06:31 Je vous interroge sur la marge de manœuvre dont disposent aujourd'hui les Américains, prévenus à la dernière minute.
06:39 La semaine dernière, on ne l'a pas oublié, de cette frappe en plein cœur de Mer Rouge.
06:42 Je crois qu'en coulisses d'ailleurs, on dit que Washington a très peu apprécié la façon dont cela avait été fait.
06:49 Quelle résonance va avoir la prise de parole, les requêtes formulées par Anthony Blinken ce soir à Tel Aviv ?
06:56 Tout à fait, je crois que c'est exactement la bonne question aujourd'hui à se poser.

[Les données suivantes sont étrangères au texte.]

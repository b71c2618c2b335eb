pub mod error;
pub mod routes;
pub mod state;

use std::sync::Arc;

use axum::http::StatusCode;
use axum::response::IntoResponse;
use axum::routing::{delete, get, post};
use axum::Router;
use tower_http::cors::{Any, CorsLayer};

use actions_core::config::Settings;
use actions_core::RedbActionRepository;

pub use state::AppState;

/// Build the axum Router with all API routes and middleware.
/// Used by `serve()` and available for integration testing.
pub fn build_router(app_state: AppState) -> Router {
    let cors = CorsLayer::new()
        .allow_origin(Any)
        .allow_methods(Any)
        .allow_headers(Any);

    Router::new()
        .route("/", get(routes::introspect::introspect))
        .route("/actions", get(routes::actions::enumerate_actions))
        .route("/actions", post(routes::actions::create_action))
        .route("/actions/{action_id}", get(routes::actions::get_action))
        .route(
            "/actions/{action_id}",
            delete(routes::actions::release_action),
        )
        .route(
            "/actions/{action_id}/cancel",
            post(routes::actions::cancel_action),
        )
        .fallback(fallback)
        .layer(cors)
        .with_state(app_state)
}

async fn fallback(uri: axum::http::Uri) -> impl IntoResponse {
    tracing::warn!(%uri, "unable to dispatch request");
    (
        StatusCode::NOT_FOUND,
        axum::Json(serde_json::json!({ "error": "no such route" })),
    )
}

/// Open the store and run the Actions API server until shutdown.
pub async fn serve(settings: Settings, port: u16) -> anyhow::Result<()> {
    let repo = RedbActionRepository::open(&settings)?;
    let state = AppState::new(Arc::new(repo), settings);
    let app = build_router(state);

    let addr = format!("0.0.0.0:{port}");
    let listener = tokio::net::TcpListener::bind(&addr).await?;

    tracing::info!("actions API listening on http://localhost:{port}");

    axum::serve(listener, app).await?;
    Ok(())
}
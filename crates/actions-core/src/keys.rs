//! Composite sort-key builder.
//!
//! The backing store only supports an equality match on a partition prefix
//! plus a range condition on one byte-ordered key per table. To answer four
//! query shapes against one owner-partitioned dataset, every record is
//! projected into the primary table and three index tables, each under a
//! distinct composite sort key:
//!
//! | table        | sort key              | supports                      |
//! |--------------|-----------------------|-------------------------------|
//! | primary      | `action#<id>`         | point lookup by id            |
//! | created-at   | `<created_at>#<id>`   | range over creation time      |
//! | completed-at | `<completed_at>#<id>` | range over completion time    |
//! | status       | `<STATUS>#<id>`       | prefix match on exact status  |
//!
//! Appending the id breaks ties between records sharing a timestamp or
//! status, so every composite key is unique and totally ordered. Timestamps
//! are rendered fixed-width and zero-padded so lexicographic order equals
//! chronological order.

use chrono::{DateTime, TimeZone, Utc};
use uuid::Uuid;

use crate::action::ActionStatus;

/// Lexicographic floor for the id component: the nil UUID.
pub const ID_MIN: &str = "00000000-0000-0000-0000-000000000000";

/// Lexicographic ceiling for the id component. UUIDs render as lowercase
/// hex, so no real id can sort above this.
pub const ID_MAX: &str = "ffffffff-ffff-ffff-ffff-ffffffffffff";

const TS_FORMAT: &str = "%Y-%m-%dT%H:%M:%SZ";

/// Earliest instant representable in a sort key.
pub fn ts_min() -> DateTime<Utc> {
    Utc.with_ymd_and_hms(1, 1, 1, 0, 0, 0).unwrap()
}

/// Latest instant representable in a sort key (years stay four digits).
pub fn ts_max() -> DateTime<Utc> {
    Utc.with_ymd_and_hms(9999, 12, 31, 23, 59, 59).unwrap()
}

/// Fixed-width UTC second representation, clamped to years 0001-9999.
pub fn format_ts(ts: DateTime<Utc>) -> String {
    ts.clamp(ts_min(), ts_max()).format(TS_FORMAT).to_string()
}

// ---------------------------------------------------------------------------
// Sort keys
// ---------------------------------------------------------------------------

pub fn primary_sort_key(id: Uuid) -> String {
    format!("action#{id}")
}

pub fn timestamp_sort_key(ts: DateTime<Utc>, id: Uuid) -> String {
    format!("{}#{id}", format_ts(ts))
}

pub fn status_sort_key(status: ActionStatus, id: Uuid) -> String {
    format!("{}#{id}", status.as_str())
}

// ---------------------------------------------------------------------------
// Range bounds
// ---------------------------------------------------------------------------

/// Sort-key bounds covering every primary record of one owner.
pub fn primary_range_bounds() -> (String, String) {
    (format!("action#{ID_MIN}"), format!("action#{ID_MAX}"))
}

/// Sort-key bounds for a timestamp range query.
///
/// The lower bound carries the minimum id and the upper bound the maximum,
/// so every record with `since <= ts <= until` is included regardless of
/// which id it carries, and no record outside the range leaks in through
/// id ordering.
pub fn timestamp_range_bounds(since: DateTime<Utc>, until: DateTime<Utc>) -> (String, String) {
    (
        format!("{}#{ID_MIN}", format_ts(since)),
        format!("{}#{ID_MAX}", format_ts(until)),
    )
}

/// Sort-key bounds for an exact-status prefix query.
pub fn status_range_bounds(status: ActionStatus) -> (String, String) {
    (
        format!("{}#{ID_MIN}", status.as_str()),
        format!("{}#{ID_MAX}", status.as_str()),
    )
}

// ---------------------------------------------------------------------------
// Store keys
// ---------------------------------------------------------------------------

/// Store key: 16 owner-UUID bytes followed by the sort-key bytes.
///
/// Byte order equals (owner, sort key) lexicographic order, and all keys of
/// one owner share a fixed 16-byte prefix, so a range between two store keys
/// built from the same owner never crosses into another partition.
pub fn store_key(owner: Uuid, sort_key: &str) -> Vec<u8> {
    let mut key = Vec::with_capacity(16 + sort_key.len());
    key.extend_from_slice(owner.as_bytes());
    key.extend_from_slice(sort_key.as_bytes());
    key
}

/// The sort-key portion of a store key, for diagnostics.
pub fn sort_key_of(store_key: &[u8]) -> String {
    String::from_utf8_lossy(store_key.get(16..).unwrap_or_default()).into_owned()
}

// ---------------------------------------------------------------------------
// Tests
// ---------------------------------------------------------------------------
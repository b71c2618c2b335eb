use thiserror::Error;

#[derive(Debug, Error)]
pub enum ActionsError {
    #[error("invalid owner id '{0}': must be a UUID")]
    InvalidOwner(String),

    #[error("invalid action id '{0}': must be a UUID")]
    InvalidActionId(String),

    #[error("unknown status '{0}'")]
    InvalidStatus(String),

    #[error("the status query parameter only supports single values")]
    MultipleStatusValues,

    #[error("unable to parse timestamp '{0}'")]
    InvalidTimestamp(String),

    #[error("datetime query parameters only support start and end values")]
    MalformedRange,

    #[error("only a single query parameter is supported")]
    ConflictingFilters,

    #[error("action details are required")]
    MissingDetails,

    #[error("action {0} is already completed")]
    AlreadyCompleted(uuid::Uuid),

    #[error("stored record does not match the action schema: {0}")]
    Decode(String),

    #[error("store unavailable: {0}")]
    StoreUnavailable(String),

    #[error(transparent)]
    Io(#[from] std::io::Error),

    #[error(transparent)]
    Yaml(#[from] serde_yaml::Error),

    #[error(transparent)]
    Json(#[from] serde_json::Error),
}

impl ActionsError {
    /// True for errors raised at the input boundary, before any store access.
    pub fn is_validation(&self) -> bool {
        matches!(
            self,
            Self::InvalidOwner(_)
                | Self::InvalidActionId(_)
                | Self::InvalidStatus(_)
                | Self::MultipleStatusValues
                | Self::InvalidTimestamp(_)
                | Self::MalformedRange
                | Self::ConflictingFilters
                | Self::MissingDetails
        )
    }
}

pub type Result<T> = std::result::Result<T, ActionsError>;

07:00 D'abord, on sait tous quel est le degré de dissatisfaction, de mécontentement de l'administration américaine
07:07 par rapport à la surdité israélienne depuis le début du conflit.
07:12 Mais entre ces deux alliés, il y a quelque chose qui n'apparaît pas visiblement
07:16 parce qu'il protège un tout petit peu l'apparence de leur relation.
07:19 Mais la vraie question aujourd'hui qui se pose, et c'est ce que vous dites, c'est dans une année électorale américaine,
07:25 je vous signale qu'il y a une élection américaine présidentielle dans moins d'un an.
07:29 Aujourd'hui, dans les huit mois qui viennent, est-ce que cette administration continuera à avoir
07:35 la largeur de bande politique et diplomatique pour s'occuper de ce conflit ?
07:40 Et deux, est-ce que l'administration Biden va vouloir dilapider son crédit politique
07:45 ou ce qui en reste dans la région pour essayer de croiser le fer avec l'administration israélienne
07:51 et contenir ce conflit et peut-être, mais ça devient de plus en plus hypothétique,
07:56 lancer un plan de paix pour l'après ? C'est ça la vraie question.
07:59 Je crois qu'aujourd'hui, dans la tête, dans les calculs du Premier ministre israélien Netanyahou,
08:03 il y a clairement l'idée que la fenêtre américaine est en train de se rétrécir de jour en jour
08:09 et que lui, à ce moment-là, voit sa marge de manœuvre augmenter contre l'administration américaine,
08:15 ce qui risque de mettre la région dans une situation extrêmement explosive,
08:19 disons au détriment de la politique américaine dans la région.
08:23 Merci beaucoup, Joseph Baout. Merci d'avoir été notre invité du jour.